Scientists see spins in a 2D magnet

 



All magnets contain spinning quasiparticles known as magnons, from the modest keepsakes that hang on your refrigerator to the memory-giving discs in your computer to the potent models employed in research facilities. Spin waves are produced when the spin of one magnon affects the spin of its neighbour, which affects the spin of its neighbour, and so on. Spin waves may be able to carry information more effectively than electricity, and they may act as "quantum interconnects" that "glue" together quantum bits to create powerful computers.


Magnons are extremely powerful, yet it might be challenging to find them without large pieces of laboratory equipment. According to Columbia professor Xiaoyang Zhu, such setups are good for carrying out tests but not for creating gadgets like magnetic devices and so-called spintronics. The correct substance, however, can make it much easier to see magnons. This substance is chromium sulphide bromide (CrSBr), a magnetic semiconductor that can be peeled into atom-thin, 2D layers and was created in professor Xavier Roy's group in the Department of Chemistry.


Zhu and colleagues from Columbia, the University of Washington, New York University, and Oak Ridge National Laboratory demonstrate in a recent article published in Nature that magnons in CrSBr can pair up with an exciton, a different quasiparticle that emits light and gives researchers a way to "see" the spinning quasiparticle.


They noticed oscillations from the excitons in the almost visible near-infrared spectrum as they agitated the magnons with light. For the first time, Zhu claimed, "we can observe magnons with a straightforward optical effect."


According to lead author Youn Jun (Eunice) Bae, a postdoc in Zhu's lab, the findings could be interpreted as quantum transduction, or the transfer of one "quanta" of energy to another. Since excitons have an energy that is four orders of magnitude more than that of magnons, Bae said, "we can now easily see minute changes in the magnons." The ability to transduce information from spin-based quantum bits, which typically need to be placed within millimetres of one another, to light, a form of energy that can transmit information up to hundreds of miles via optical fibres, may one day allow researchers to build quantum information networks.

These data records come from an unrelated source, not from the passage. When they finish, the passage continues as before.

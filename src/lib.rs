// diasem: token-level distributional models of spelling variants across
// historical subcorpora.
//
// This is the library root. Each module corresponds to a stage or a data
// structure of the modelling pipeline.

pub mod assoc;
pub mod config;
pub mod corpus;
pub mod count;
pub mod matrix;
pub mod output;
pub mod pipeline;
pub mod status;
pub mod token_level;
pub mod variants;
pub mod vocab;
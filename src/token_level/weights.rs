use anyhow::Result;
use tracing::{info, warn};

use crate::count::tokens::token_type;
use crate::matrix::TypeTokenMatrix;

/// Weight each token's context items by their association with the token's type.
///
/// `tokens` is a token matrix (non-zero cell = context item present) and
/// `weighter` an association matrix with types as rows. The result has the
/// token rows and `tokens`' columns; a cell holds `weighter[type, item]`, so
/// context items the type has no association with get no weight. Tokens
/// whose type is not a row of `weighter` end up with an empty row.
pub fn compute_token_weights(
    tokens: &TypeTokenMatrix,
    weighter: &TypeTokenMatrix,
) -> Result<TypeTokenMatrix> {
    let mut weights = TypeTokenMatrix::new(tokens.row_items().to_vec(), tokens.col_items().to_vec())?;
    let mut unknown_types = 0usize;

    for (r, token_id) in tokens.row_items().iter().enumerate() {
        let type_item = token_type(token_id);
        let Some(w_row) = weighter.row_position(type_item) else {
            unknown_types += 1;
            continue;
        };
        for (c, _) in tokens.row_entries(r) {
            if let Some(w_col) = weighter.col_position(&tokens.col_items()[c]) {
                weights.set(r, c, weighter.get_at(w_row, w_col));
            }
        }
    }

    if unknown_types > 0 {
        warn!(tokens = unknown_types, "Tokens whose type has no association row");
    }
    let empty = (0..weights.shape().0)
        .filter(|&r| weights.row_entries(r).next().is_none())
        .count();
    info!(
        tokens = weights.shape().0,
        context_items = weights.shape().1,
        without_context = empty,
        "Computed token weights"
    );
    Ok(weights)
}

#[cfg(test)]
mod tests {
    use super::*;

    fn labels(items: &[&str]) -> Vec<String> {
        items.iter().map(|s| s.to_string()).collect()
    }

    #[test]
    fn test_weights_follow_token_type() {
        let tokens = TypeTokenMatrix::from_triplets(
            labels(&["vernielt/f/1", "vernietigd/f/9", "anders/f/3"]),
            labels(&["stad", "vijand", "de"]),
            [(0, 0, -1.0), (0, 2, 1.0), (1, 1, 2.0), (2, 0, 1.0)],
        )
        .unwrap();
        let weighter = TypeTokenMatrix::from_triplets(
            labels(&["vernielt", "vernietigd"]),
            labels(&["stad", "vijand"]),
            [(0, 0, 3.0), (1, 0, 1.0), (1, 1, 2.5)],
        )
        .unwrap();

        let w = compute_token_weights(&tokens, &weighter).unwrap();
        assert_eq!(w.get("vernielt/f/1", "stad"), 3.0);
        // "de" has no association column
        assert_eq!(w.get("vernielt/f/1", "de"), 0.0);
        assert_eq!(w.get("vernietigd/f/9", "vijand"), 2.5);
        // "stad" is associated with vernietigd but not in that token's context
        assert_eq!(w.get("vernietigd/f/9", "stad"), 0.0);
        // Unknown type
        assert_eq!(w.row_by_label("anders/f/3").len(), 0);
    }
}
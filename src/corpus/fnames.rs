// Filename lists: which corpus files belong to which subcorpus.
//
// Each period has `fnames_{period}.txt` under `input-files/filenames/`, one
// corpus file name per line. Merged periods (e.g. 1617 for the sparsely
// attested 16th and 17th centuries) are the concatenation of their parts.

use std::collections::{BTreeMap, HashMap};
use std::path::Path;

use anyhow::{Context, Result};
use tracing::info;

use super::reader::file_id;
use crate::config::Config;

/// Corpus file names per subcorpus.
#[derive(Debug, Clone, Default)]
pub struct FileLists {
    lists: BTreeMap<String, Vec<String>>,
}

impl FileLists {
    /// Read every configured period's list and build the merged periods.
    pub fn load(config: &Config) -> Result<Self> {
        let dir = config.filenames_dir();
        let mut lists = BTreeMap::new();

        for period in &config.periods {
            let path = dir.join(format!("fnames_{period}.txt"));
            let fnames = read_filename_list(&path)?;
            info!(period = period.as_str(), files = fnames.len(), "Loaded filename list");
            lists.insert(period.clone(), fnames);
        }

        for (name, parts) in &config.merged_periods {
            let combined: Vec<String> = parts
                .iter()
                .flat_map(|p| lists.get(p).cloned().unwrap_or_default())
                .collect();
            lists.insert(name.clone(), combined);
        }

        for (period, fnames) in &lists {
            check_unique_ids(period, fnames)?;
        }
        Ok(Self { lists })
    }

    pub fn from_lists(lists: BTreeMap<String, Vec<String>>) -> Self {
        Self { lists }
    }

    /// File names of a period; errors for a period with no list.
    pub fn get(&self, period: &str) -> Result<&[String]> {
        self.lists
            .get(period)
            .map(Vec::as_slice)
            .with_context(|| format!("No filename list for period {period}"))
    }
}

/// Token ids name their file by `file_id`, so two files of one subcorpus
/// may not share it.
fn check_unique_ids(period: &str, fnames: &[String]) -> Result<()> {
    let mut seen: HashMap<String, &str> = HashMap::new();
    for fname in fnames {
        if let Some(first) = seen.insert(file_id(fname), fname) {
            anyhow::bail!(
                "Period {period} lists {first} and {fname}, which share the file id {:?}. \
                 Rename one of them or remove the repeated entry from the filename lists.",
                file_id(fname)
            );
        }
    }
    Ok(())
}

/// Read a filename list: one name per line, surrounding whitespace trimmed,
/// blank lines skipped.
pub fn read_filename_list(path: &Path) -> Result<Vec<String>> {
    let text = std::fs::read_to_string(path)
        .with_context(|| format!("Failed to read filename list {}", path.display()))?;
    Ok(text
        .lines()
        .map(str::trim)
        .filter(|l| !l.is_empty())
        .map(str::to_string)
        .collect())
}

The coherence time, which measures the maximum duration of oscillations, was likewise exceptional, according to Zhu, lasting far longer than the experiment's five-nanosecond limit. Even when the CrSBr devices were composed of only two atom-thin layers, the phenomena could extend over seven micrometres and continue, increasing the prospect of creating spintronic devices at the nanoscale. These gadgets might replace today's technology in the future as more effective substitutes. No particles are actually moving in a spin wave, in contrast to how electrons in an electrical current encounter resistance as they move.


The material was developed at the DOE-sponsored Energy Frontier Research Center, with support from Columbia's Materials Research Science and Engineering Center (MRSEC), which is financed by NSF (EFRC). The next step for the researchers is to investigate the quantum information potential of additional material candidates as well as CrSBr. We are investigating the quantum characteristics of numerous 2D materials that can be stacked like papers to produce a variety of novel physical phenomena in the MRSEC and EFRC, according to Zhu.


For instance, other types of magnetic semiconductors with somewhat different characteristics than CrSBr might emit light in a wider spectrum of colours if magnon-exciton coupling is present in them. We're putting together the tools to build new devices with programmable features, Zhu added.